Rallis’ delivers to more than 70 countries. The company delivers its offerings using three strategic pillars — alliance partnership, branded formulations, and contract manufacturing business.
As important as international is to the future, Rallis’ leaders carefully balance the company’s continued growth. The domestic market is and will continue to deliver the biggest share of business.
“Both domestic and international businesses are important to Rallis,” says K.R. Venkatadri, COO. “Over the years we have been working towards developing a right balance between our domestic and international business portfolio.

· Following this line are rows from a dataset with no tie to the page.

//! Email/password authentication for CertMint
//!
//! Thin session layer over a GoTrue-style identity provider:
//! - `AuthApi`: provider abstraction (`sign_in`, `sign_up`, `sign_out`)
//! - `AuthClient`: HTTP implementation
//! - `AuthSession`: local session state driven by the provider
//! - `MockAuthApi`: programmable provider for tests
//!
//! Sign-up registers an account but does not authenticate; depending on
//! provider settings the account may need email confirmation first, so
//! the caller is expected to sign in explicitly afterwards.

pub mod client;
pub mod mock;
pub mod session;

pub use client::{AuthClient, AuthConfig};
pub use mock::{MockAuthApi, MockAuthOutcome, RecordedAuthCall};
pub use session::AuthSession;

use serde::{Deserialize, Serialize};

/// Authentication errors
#[derive(Debug, thiserror::Error)]
pub enum AuthError {
    #[error("Configuration error: {0}")]
    Configuration(String),

    #[error("Authentication service unreachable: {0}")]
    NetworkUnavailable(String),

    /// Provider rejection, carrying the provider's message verbatim so
    /// the caller can show it to the user.
    #[error("{0}")]
    Provider(String),

    #[error("Invalid authentication response: {0}")]
    Response(String),
}

/// Registered account identity
#[derive(Debug, Clone, PartialEq, Eq, Serialize, Deserialize)]
pub struct AuthUser {
    pub id: String,
    pub email: String,
}

/// Authenticated session data returned by a successful sign-in
#[derive(Debug, Clone, PartialEq, Eq, Serialize, Deserialize)]
pub struct AuthSessionData {
    pub access_token: String,
    pub user: AuthUser,
}

/// Identity provider operations
#[async_trait::async_trait]
pub trait AuthApi: Send + Sync {
    /// Exchange email/password credentials for a session.
    async fn sign_in(&self, email: &str, password: &str) -> Result<AuthSessionData, AuthError>;

    /// Register a new account. Returns the created user; no session is
    /// established.
    async fn sign_up(&self, email: &str, password: &str) -> Result<AuthUser, AuthError>;

    /// Revoke the session behind `access_token` on the provider side.
    async fn sign_out(&self, access_token: &str) -> Result<(), AuthError>;
}
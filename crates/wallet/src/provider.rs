//! Injected wallet provider interface
//!
//! Abstracts the EIP-1193-style provider surface the application consumes:
//! account queries, a balance lookup, and the account/chain change
//! notification stream.

use tokio::sync::broadcast;

/// EIP-1193 user rejection of a request
pub const ERR_USER_REJECTED: i64 = 4001;
/// A permission request is already being processed by the provider
pub const ERR_REQUEST_PENDING: i64 = -32002;
/// Internal provider error, observed when the wallet is locked
pub const ERR_WALLET_LOCKED: i64 = -32603;

/// Error returned by the injected provider RPC surface
#[derive(Debug, Clone, thiserror::Error)]
#[error("provider error {code}: {message}")]
pub struct ProviderError {
    pub code: i64,
    pub message: String,
}

impl ProviderError {
    pub fn new(code: i64, message: impl Into<String>) -> Self {
        Self {
            code,
            message: message.into(),
        }
    }
}

/// Notifications emitted by the injected provider.
///
/// Either event invalidates every previously fetched address/balance
/// pairing, so the session treats both as a full reset trigger.
#[derive(Debug, Clone, PartialEq, Eq)]
pub enum ProviderEvent {
    AccountsChanged(Vec<String>),
    ChainChanged(String),
}

/// Injected wallet provider surface consumed by the session.
#[async_trait::async_trait]
pub trait WalletProvider: Send + Sync {
    /// Accounts the user has already authorized for this origin,
    /// without prompting (`eth_accounts`).
    async fn authorized_accounts(&self) -> Result<Vec<String>, ProviderError>;

    /// Prompt the user for account access (`eth_requestAccounts`).
    async fn request_accounts(&self) -> Result<Vec<String>, ProviderError>;

    /// Formatted native-token balance of an address.
    async fn balance_of(&self, address: &str) -> Result<String, ProviderError>;

    /// Subscribe to account/chain change notifications.
    fn events(&self) -> broadcast::Receiver<ProviderEvent>;
}
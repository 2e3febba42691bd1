// CertMint Minting Relay - Local Development Server

use std::net::SocketAddr;
use tokio::signal;
use tower::ServiceBuilder;
use tower_http::trace::TraceLayer;
use tracing::{error, info};

use certmint_relay::RelayConfig;

#[tokio::main]
async fn main() -> anyhow::Result<()> {
    tracing_subscriber::fmt()
        .with_env_filter(tracing_subscriber::EnvFilter::from_default_env())
        .pretty()
        .init();

    info!("Starting CertMint minting relay");

    let config = RelayConfig::from_env().map_err(|e| {
        error!("Failed to load configuration: {}", e);
        anyhow::anyhow!("{}", e)
    })?;

    info!("Configuration loaded successfully");

    let port = config.port;
    let app = certmint_relay::create_app(config)
        .layer(ServiceBuilder::new().layer(TraceLayer::new_for_http()).into_inner());

    let addr = SocketAddr::from(([0, 0, 0, 0], port));

    info!("Relay starting on http://{}", addr);
    info!("Health check available at http://{}/health", addr);

    let listener = tokio::net::TcpListener::bind(addr).await?;

    info!("Relay listening on {}", addr);

    axum::serve(listener, app)
        .with_graceful_shutdown(shutdown_signal())
        .await?;

    info!("Relay shutdown complete");
    Ok(())
}

async fn shutdown_signal() {
    let ctrl_c = async {
        signal::ctrl_c()
            .await
            .expect("failed to install Ctrl+C handler");
    };

    #[cfg(unix)]
    let terminate = async {
        signal::unix::signal(signal::unix::SignalKind::terminate())
            .expect("failed to install signal handler")
            .recv()
            .await;
    };

    #[cfg(not(unix))]
    let terminate = std::future::pending::<()>();

    tokio::select! {
        _ = ctrl_c => {
            info!("Received Ctrl+C signal, starting graceful shutdown");
        },
        _ = terminate => {
            info!("Received terminate signal, starting graceful shutdown");
        },
    }
}
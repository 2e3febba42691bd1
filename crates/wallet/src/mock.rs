//! Mock wallet provider implementation
//!
//! Programmable mock for testing wallet session workflows:
//! - `MockWalletProvider`: configurable provider with call recording
//! - `RequestOutcome`: grant or fail with a provider error code
//! - `emit()`: injects account/chain change notifications

use std::sync::{Arc, Mutex, RwLock};

use tokio::sync::broadcast;

use crate::provider::{ProviderError, ProviderEvent, WalletProvider};

/// Outcome of a `request_accounts` prompt
#[derive(Debug, Clone, Default, PartialEq, Eq)]
pub enum RequestOutcome {
    /// Grant access to the configured accounts
    #[default]
    Grant,
    /// Fail with the given provider error code
    Error(i64),
}

#[derive(Debug)]
struct MockWalletBehavior {
    accounts: RwLock<Vec<String>>,
    authorized: RwLock<bool>,
    authorized_fails: RwLock<bool>,
    balance: RwLock<String>,
    balance_fails: RwLock<bool>,
    request_outcome: RwLock<RequestOutcome>,
}

impl Default for MockWalletBehavior {
    fn default() -> Self {
        Self {
            accounts: RwLock::new(Vec::new()),
            authorized: RwLock::new(false),
            authorized_fails: RwLock::new(false),
            balance: RwLock::new("0.0000".to_string()),
            balance_fails: RwLock::new(false),
            request_outcome: RwLock::new(RequestOutcome::Grant),
        }
    }
}

/// Recorded provider call for test assertions
#[derive(Debug, Clone, PartialEq, Eq)]
pub enum RecordedCall {
    AuthorizedAccounts,
    RequestAccounts,
    BalanceOf(String),
}

/// Mock wallet provider with programmable behavior
#[derive(Clone)]
pub struct MockWalletProvider {
    behavior: Arc<MockWalletBehavior>,
    history: Arc<Mutex<Vec<RecordedCall>>>,
    events: broadcast::Sender<ProviderEvent>,
}

impl Default for MockWalletProvider {
    fn default() -> Self {
        Self::new()
    }
}

impl MockWalletProvider {
    pub fn new() -> Self {
        let (events, _) = broadcast::channel(16);
        Self {
            behavior: Arc::new(MockWalletBehavior::default()),
            history: Arc::new(Mutex::new(Vec::new())),
            events,
        }
    }

    /// Configure the provider's account list
    pub fn set_accounts(&self, accounts: Vec<String>) {
        *self.behavior.accounts.write().unwrap() = accounts;
    }

    /// Configure whether the accounts are already authorized for this
    /// origin (visible to `authorized_accounts` without prompting)
    pub fn set_authorized(&self, authorized: bool) {
        *self.behavior.authorized.write().unwrap() = authorized;
    }

    /// Configure the `authorized_accounts` query to fail
    pub fn set_authorized_fails(&self, fails: bool) {
        *self.behavior.authorized_fails.write().unwrap() = fails;
    }

    /// Configure the balance returned for any address
    pub fn set_balance(&self, balance: &str) {
        *self.behavior.balance.write().unwrap() = balance.to_string();
    }

    /// Configure the balance query to fail
    pub fn set_balance_fails(&self, fails: bool) {
        *self.behavior.balance_fails.write().unwrap() = fails;
    }

    /// Configure the outcome of the account access prompt
    pub fn set_request_outcome(&self, outcome: RequestOutcome) {
        *self.behavior.request_outcome.write().unwrap() = outcome;
    }

    /// Inject a provider notification. Dropped silently when no
    /// listener is subscribed, matching a real provider.
    pub fn emit(&self, event: ProviderEvent) {
        let _ = self.events.send(event);
    }

    /// Recorded provider calls
    pub fn recorded_calls(&self) -> Vec<RecordedCall> {
        self.history.lock().unwrap().clone()
    }

    /// Number of times the user was prompted for account access
    pub fn request_accounts_calls(&self) -> usize {
        self.history
            .lock()
            .unwrap()
            .iter()
            .filter(|call| **call == RecordedCall::RequestAccounts)
            .count()
    }

    /// Clear recorded calls
    pub fn reset_history(&self) {
        self.history.lock().unwrap().clear();
    }
}

#[async_trait::async_trait]
impl WalletProvider for MockWalletProvider {
    async fn authorized_accounts(&self) -> Result<Vec<String>, ProviderError> {
        self.history
            .lock()
            .unwrap()
            .push(RecordedCall::AuthorizedAccounts);

        if *self.behavior.authorized_fails.read().unwrap() {
            return Err(ProviderError::new(-32603, "mock authorization check failure"));
        }

        if *self.behavior.authorized.read().unwrap() {
            Ok(self.behavior.accounts.read().unwrap().clone())
        } else {
            Ok(Vec::new())
        }
    }

    async fn request_accounts(&self) -> Result<Vec<String>, ProviderError> {
        self.history
            .lock()
            .unwrap()
            .push(RecordedCall::RequestAccounts);

        match self.behavior.request_outcome.read().unwrap().clone() {
            RequestOutcome::Grant => {
                *self.behavior.authorized.write().unwrap() = true;
                Ok(self.behavior.accounts.read().unwrap().clone())
            }
            RequestOutcome::Error(code) => {
                Err(ProviderError::new(code, "mock request failure"))
            }
        }
    }

    async fn balance_of(&self, address: &str) -> Result<String, ProviderError> {
        self.history
            .lock()
            .unwrap()
            .push(RecordedCall::BalanceOf(address.to_string()));

        if *self.behavior.balance_fails.read().unwrap() {
            return Err(ProviderError::new(-32603, "mock balance failure"));
        }

        Ok(self.behavior.balance.read().unwrap().clone())
    }

    fn events(&self) -> broadcast::Receiver<ProviderEvent> {
        self.events.subscribe()
    }
}

#[cfg(test)]
mod tests {
    use super::*;

    #[tokio::test]
    async fn test_mock_records_calls() {
        let provider = MockWalletProvider::new();
        provider.set_accounts(vec!["0xabc".to_string()]);

        let _ = provider.authorized_accounts().await;
        let _ = provider.request_accounts().await;
        let _ = provider.balance_of("0xabc").await;

        assert_eq!(
            provider.recorded_calls(),
            vec![
                RecordedCall::AuthorizedAccounts,
                RecordedCall::RequestAccounts,
                RecordedCall::BalanceOf("0xabc".to_string()),
            ]
        );
    }

    #[tokio::test]
    async fn test_grant_marks_accounts_authorized() {
        let provider = MockWalletProvider::new();
        provider.set_accounts(vec!["0xabc".to_string()]);

        assert!(provider.authorized_accounts().await.unwrap().is_empty());
        provider.request_accounts().await.unwrap();
        assert_eq!(
            provider.authorized_accounts().await.unwrap(),
            vec!["0xabc".to_string()]
        );
    }
}
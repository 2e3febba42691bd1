//! Mock pinning service implementation
//!
//! Programmable, genuinely content-addressed mock for testing publish
//! workflows: pinned objects are stored under a hash of their bytes and
//! can be fetched back, so immutability and round-trip properties are
//! observable in tests.

use std::collections::HashMap;
use std::sync::{Arc, Mutex, RwLock};

use sha2::{Digest, Sha256};

use crate::{AssetFile, PinningError, PinningService};

/// What outcome a pin call should produce
#[derive(Debug, Clone, Default, PartialEq, Eq)]
pub enum MockPinOutcome {
    /// Store the object and return its content hash
    #[default]
    Pin,
    /// Reject with an application-level status and body
    Reject(u16, String),
    /// Fail at the transport level
    Unreachable,
}

/// Mock pinning service with programmable behavior
#[derive(Clone, Default)]
pub struct MockPinningService {
    file_outcome: Arc<RwLock<MockPinOutcome>>,
    json_outcome: Arc<RwLock<MockPinOutcome>>,
    files: Arc<Mutex<HashMap<String, Vec<u8>>>>,
    documents: Arc<Mutex<HashMap<String, serde_json::Value>>>,
}

impl MockPinningService {
    pub fn new() -> Self {
        Self::default()
    }

    /// Configure the outcome of file pins
    pub fn set_file_outcome(&self, outcome: MockPinOutcome) {
        *self.file_outcome.write().unwrap() = outcome;
    }

    /// Configure the outcome of JSON pins
    pub fn set_json_outcome(&self, outcome: MockPinOutcome) {
        *self.json_outcome.write().unwrap() = outcome;
    }

    /// Fetch pinned file bytes by content hash
    pub fn fetch_file(&self, hash: &str) -> Option<Vec<u8>> {
        self.files.lock().unwrap().get(hash).cloned()
    }

    /// Fetch a pinned JSON document by content hash
    pub fn fetch_json(&self, hash: &str) -> Option<serde_json::Value> {
        self.documents.lock().unwrap().get(hash).cloned()
    }

    /// Number of files pinned so far
    pub fn pinned_files(&self) -> usize {
        self.files.lock().unwrap().len()
    }

    /// Number of JSON documents pinned so far
    pub fn pinned_documents(&self) -> usize {
        self.documents.lock().unwrap().len()
    }

    fn content_hash(bytes: &[u8]) -> String {
        let digest = Sha256::digest(bytes);
        format!("Qm{}", hex::encode(&digest[..16]))
    }

    fn apply(outcome: &MockPinOutcome) -> Result<(), PinningError> {
        match outcome {
            MockPinOutcome::Pin => Ok(()),
            MockPinOutcome::Reject(status, body) => Err(PinningError::UploadFailed {
                status: *status,
                body: body.clone(),
            }),
            MockPinOutcome::Unreachable => Err(PinningError::NetworkUnavailable(
                "mock transport failure".to_string(),
            )),
        }
    }
}

#[async_trait::async_trait]
impl PinningService for MockPinningService {
    async fn pin_file(&self, file: &AssetFile) -> Result<String, PinningError> {
        Self::apply(&self.file_outcome.read().unwrap())?;

        let hash = Self::content_hash(&file.bytes);
        self.files
            .lock()
            .unwrap()
            .insert(hash.clone(), file.bytes.clone());
        Ok(hash)
    }

    async fn pin_json(&self, document: &serde_json::Value) -> Result<String, PinningError> {
        Self::apply(&self.json_outcome.read().unwrap())?;

        let bytes = serde_json::to_vec(document)
            .map_err(|e| PinningError::Response(format!("Unserializable document: {}", e)))?;
        let hash = Self::content_hash(&bytes);
        self.documents
            .lock()
            .unwrap()
            .insert(hash.clone(), document.clone());
        Ok(hash)
    }
}
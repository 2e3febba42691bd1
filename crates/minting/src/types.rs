//! Mint domain types
//!
//! `MintRecord` is the canonical, locally held representation of one
//! mint's lifecycle. Its `minting_id` is assigned exactly once; status
//! checks merge into the record field-by-field and never replace it
//! wholesale.

use serde::{Deserialize, Serialize};

use crate::MintError;

/// Email shape accepted before dispatch; the relay re-validates.
pub const EMAIL_PATTERN: &str = r"^[^\s@]+@[^\s@]+\.[^\s@]+$";
/// `0x`-prefixed 40-hex-digit wallet address.
pub const WALLET_ADDRESS_PATTERN: &str = r"^0x[a-fA-F0-9]{40}$";

/// Mint delivery target: a wallet address or an email-linked custodial
/// wallet. The variant decides both validation and the backend request
/// shape.
#[derive(Debug, Clone, PartialEq, Eq, Serialize, Deserialize)]
#[serde(tag = "kind", rename_all = "lowercase")]
pub enum Recipient {
    Wallet { address: String },
    Email { address: String },
}

impl Recipient {
    pub fn wallet(address: impl Into<String>) -> Self {
        Recipient::Wallet {
            address: address.into(),
        }
    }

    pub fn email(address: impl Into<String>) -> Self {
        Recipient::Email {
            address: address.into(),
        }
    }

    pub fn address(&self) -> &str {
        match self {
            Recipient::Wallet { address } | Recipient::Email { address } => address,
        }
    }

    pub fn is_email(&self) -> bool {
        matches!(self, Recipient::Email { .. })
    }

    /// Validate the recipient before any network call is made. The
    /// relay re-validates server-side as the source of truth.
    pub fn validate(&self) -> Result<(), MintError> {
        match self {
            Recipient::Wallet { address } => {
                if address.is_empty() {
                    return Err(MintError::InvalidRecipient(
                        "wallet address is required".to_string(),
                    ));
                }
                let pattern = regex::Regex::new(WALLET_ADDRESS_PATTERN).unwrap();
                if !pattern.is_match(address) {
                    return Err(MintError::InvalidRecipient(format!(
                        "'{}' is not a valid wallet address",
                        address
                    )));
                }
            }
            Recipient::Email { address } => {
                if address.is_empty() {
                    return Err(MintError::InvalidRecipient(
                        "email address is required".to_string(),
                    ));
                }
                let pattern = regex::Regex::new(EMAIL_PATTERN).unwrap();
                if !pattern.is_match(address) {
                    return Err(MintError::InvalidRecipient(format!(
                        "'{}' is not a valid email address",
                        address
                    )));
                }
            }
        }
        Ok(())
    }
}

/// Mint lifecycle status
#[derive(Debug, Clone, Copy, PartialEq, Eq, Serialize, Deserialize, Default)]
#[serde(rename_all = "lowercase")]
pub enum MintStatus {
    #[default]
    Pending,
    Minting,
    Completed,
    Failed,
}

impl MintStatus {
    /// Terminal statuses expect no further transitions.
    pub fn is_terminal(&self) -> bool {
        matches!(self, MintStatus::Completed | MintStatus::Failed)
    }
}

impl std::fmt::Display for MintStatus {
    fn fmt(&self, f: &mut std::fmt::Formatter<'_>) -> std::fmt::Result {
        match self {
            MintStatus::Pending => write!(f, "pending"),
            MintStatus::Minting => write!(f, "minting"),
            MintStatus::Completed => write!(f, "completed"),
            MintStatus::Failed => write!(f, "failed"),
        }
    }
}

/// On-chain result fields, populated as the mint confirms.
#[derive(Debug, Clone, Default, PartialEq, Eq, Serialize, Deserialize)]
#[serde(rename_all = "camelCase")]
pub struct OnChainDetails {
    #[serde(skip_serializing_if = "Option::is_none")]
    pub contract_address: Option<String>,
    #[serde(skip_serializing_if = "Option::is_none")]
    pub token_id: Option<String>,
}

/// Canonical, locally held representation of one mint.
#[derive(Debug, Clone, PartialEq, Eq, Serialize, Deserialize)]
#[serde(rename_all = "camelCase")]
pub struct MintRecord {
    pub minting_id: String,
    pub status: MintStatus,
    #[serde(default)]
    pub on_chain: OnChainDetails,
    #[serde(skip_serializing_if = "Option::is_none")]
    pub transaction_hash: Option<String>,
}

impl MintRecord {
    /// Merge a status response into the record field-by-field. Fields
    /// absent in the response are left untouched, preserving locally
    /// known values the status endpoint does not echo back.
    pub fn merge(&mut self, update: StatusUpdate) {
        if let Some(status) = update.status {
            self.status = status;
        }
        if let Some(on_chain) = update.on_chain {
            if let Some(contract_address) = on_chain.contract_address {
                self.on_chain.contract_address = Some(contract_address);
            }
            if let Some(token_id) = on_chain.token_id {
                self.on_chain.token_id = Some(token_id);
            }
        }
        if let Some(transaction_hash) = update.transaction_hash {
            self.transaction_hash = Some(transaction_hash);
        }
    }
}

/// Request body sent to the relay's submit-mint endpoint.
#[derive(Debug, Clone, PartialEq, Eq, Serialize, Deserialize)]
#[serde(rename_all = "camelCase")]
pub struct MintSubmission {
    pub metadata_url: String,
    pub name: String,
    pub image: String,
    pub recipient_address: String,
    pub is_email: bool,
}

/// On-chain fields of a raw backend response.
#[derive(Debug, Clone, Default, Deserialize)]
#[serde(rename_all = "camelCase")]
pub struct RawOnChain {
    #[serde(default)]
    pub contract_address: Option<String>,
    #[serde(default)]
    pub token_id: Option<String>,
}

/// Raw mint response from the backend.
///
/// The backend is not consistent across versions: on-chain fields may
/// arrive top-level or nested under `onChain`. Both shapes are accepted
/// and normalized defensively; neither is treated as authoritative.
#[derive(Debug, Clone, Deserialize)]
#[serde(rename_all = "camelCase")]
pub struct RawMintResponse {
    pub id: String,
    #[serde(default)]
    pub status: Option<MintStatus>,
    #[serde(default)]
    pub contract_address: Option<String>,
    #[serde(default)]
    pub token_id: Option<String>,
    #[serde(default)]
    pub on_chain: Option<RawOnChain>,
    #[serde(default)]
    pub transaction_hash: Option<String>,
}

impl RawMintResponse {
    /// Normalize either response shape into a canonical `MintRecord`,
    /// defaulting an omitted status to pending.
    pub fn normalize(self) -> MintRecord {
        let nested = self.on_chain.unwrap_or_default();
        MintRecord {
            minting_id: self.id,
            status: self.status.unwrap_or_default(),
            on_chain: OnChainDetails {
                contract_address: self.contract_address.or(nested.contract_address),
                token_id: self.token_id.or(nested.token_id),
            },
            transaction_hash: self.transaction_hash,
        }
    }
}

/// Partial status response merged into a `MintRecord`.
#[derive(Debug, Clone, Default, PartialEq, Eq, Serialize, Deserialize)]
#[serde(rename_all = "camelCase")]
pub struct StatusUpdate {
    #[serde(default, skip_serializing_if = "Option::is_none")]
    pub status: Option<MintStatus>,
    #[serde(default, skip_serializing_if = "Option::is_none")]
    pub on_chain: Option<OnChainUpdate>,
    #[serde(default, skip_serializing_if = "Option::is_none")]
    pub transaction_hash: Option<String>,
}

/// On-chain fields of a status response.
#[derive(Debug, Clone, Default, PartialEq, Eq, Serialize, Deserialize)]
#[serde(rename_all = "camelCase")]
pub struct OnChainUpdate {
    #[serde(default, skip_serializing_if = "Option::is_none")]
    pub contract_address: Option<String>,
    #[serde(default, skip_serializing_if = "Option::is_none")]
    pub token_id: Option<String>,
}
//! CertMint minting relay composition root
//!
//! Sits between browser clients and the custodial minting provider.
//! Validates requests, attaches the provider credentials that must not
//! reach the client, and forwards. Two operations: submit a mint and
//! check a mint's status.

use axum::Router;
use tower_http::cors::CorsLayer;

pub mod handlers;
pub mod routes;

use certmint_common::Error;

/// Upstream minting provider configuration
#[derive(Clone)]
pub struct RelayConfig {
    /// Base URL of the minting provider API
    pub upstream_base_url: String,
    /// Provider API key
    pub api_key: String,
    /// Provider client secret
    pub client_secret: String,
    /// Provider project id
    pub project_id: String,
    /// Collection to mint into
    pub collection_id: String,
    /// Port for the local server
    pub port: u16,
}

impl std::fmt::Debug for RelayConfig {
    fn fmt(&self, f: &mut std::fmt::Formatter<'_>) -> std::fmt::Result {
        f.debug_struct("RelayConfig")
            .field("upstream_base_url", &self.upstream_base_url)
            .field("api_key", &"[REDACTED]")
            .field("client_secret", &"[REDACTED]")
            .field("project_id", &self.project_id)
            .field("collection_id", &self.collection_id)
            .field("port", &self.port)
            .finish()
    }
}

pub const DEFAULT_UPSTREAM_BASE_URL: &str = "https://crossmint.com/api/2022-06-09";

impl RelayConfig {
    /// Create relay config from environment variables
    pub fn from_env() -> Result<Self, Error> {
        dotenvy::dotenv().ok();

        let require = |name: &str| {
            std::env::var(name)
                .map_err(|_| Error::Internal(format!("{} environment variable is required", name)))
        };

        Ok(Self {
            upstream_base_url: std::env::var("CROSSMINT_BASE_URL")
                .unwrap_or_else(|_| DEFAULT_UPSTREAM_BASE_URL.to_string()),
            api_key: require("CROSSMINT_API_KEY")?,
            client_secret: require("CROSSMINT_CLIENT_SECRET")?,
            project_id: require("CROSSMINT_PROJECT_ID")?,
            collection_id: require("CROSSMINT_COLLECTION_ID")?,
            port: std::env::var("PORT")
                .ok()
                .and_then(|p| p.parse().ok())
                .unwrap_or(8787),
        })
    }
}

/// Shared relay state
#[derive(Clone)]
pub struct RelayState {
    pub http: reqwest::Client,
    pub config: RelayConfig,
}

/// Create the relay router. CORS is permissive: the relay is called
/// directly from browser clients on arbitrary origins, and preflighted
/// JSON POSTs must succeed.
pub fn create_app(config: RelayConfig) -> Router {
    let state = RelayState {
        http: reqwest::Client::new(),
        config,
    };

    Router::new()
        .route("/health", axum::routing::get(health_check))
        .merge(routes::create_routes().with_state(state))
        .layer(CorsLayer::permissive())
}

/// Health check endpoint
async fn health_check() -> &'static str {
    "OK"
}
//! Shared error handling for CertMint
//!
//! This crate provides the common error type used across the CertMint
//! workspace, including the HTTP response mapping used by the relay.

pub mod error;

pub use error::{Error, Result};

Today, international business contributes to one-third of our total revenue and going forward we believe revenues would be in that proportion.”
“India offers a very high growth market and a good business potential going forward. At a distributor level, it has grown from $700 million a decade back to $2.4 billion. We see this growth journey to continue in the years to come. Therefore India will continue to play a leading role in Rallis’ business plan.
According to Subhra Jyoti Roy, Vice President International Business, “Our aim is to sustain a healthy balance between our domestic and international business portfolios. Rallis has invested quite heavily in international registrations and has put up a state-of-the-art plant in Dahej to cater to the needs of international customers. While alliance partnership and contract manufacturing business are two main pillars of exports, we are gradually expanding our branded formulation portfolio in developing nations.”
Rallis has a robust manufacturing and technical history.
Rallis’ contributions to international business have been recognized by CHEMEXCIL, an organization created by India’s Ministry of Commerce & Industry to promote the export of many products, including agrochemicals. CHEMEXCIL honored Rallis with the Trishul award, the highest award it has to bestow. The award recognized Rallis in the “Business in Basic inorganic and organic chemicals including Agrochemicals — Large Scale Manufacturer” category for the year 2014-15.
Managing in Chaotic Economic Times
From 2010 through 2014 there has been a commodity boom leading to a healthy growth in plant protection chemicals business. In subsequent years, vagaries of climatic changes coupled with a decline in commodity prices, and global economic downturn have forced organizations to manage through a challenging phase.
“Brazil has lost a quarter of its potential business owing to effect of El Nino and significant depreciation of its local currency,” Shankar says. “We have seen similar challenges in Africa, Australia, and on the Indian subcontinent owing to prolonged drought. This has led to organizations adapting structural changes and bringing in more operational efficiency.”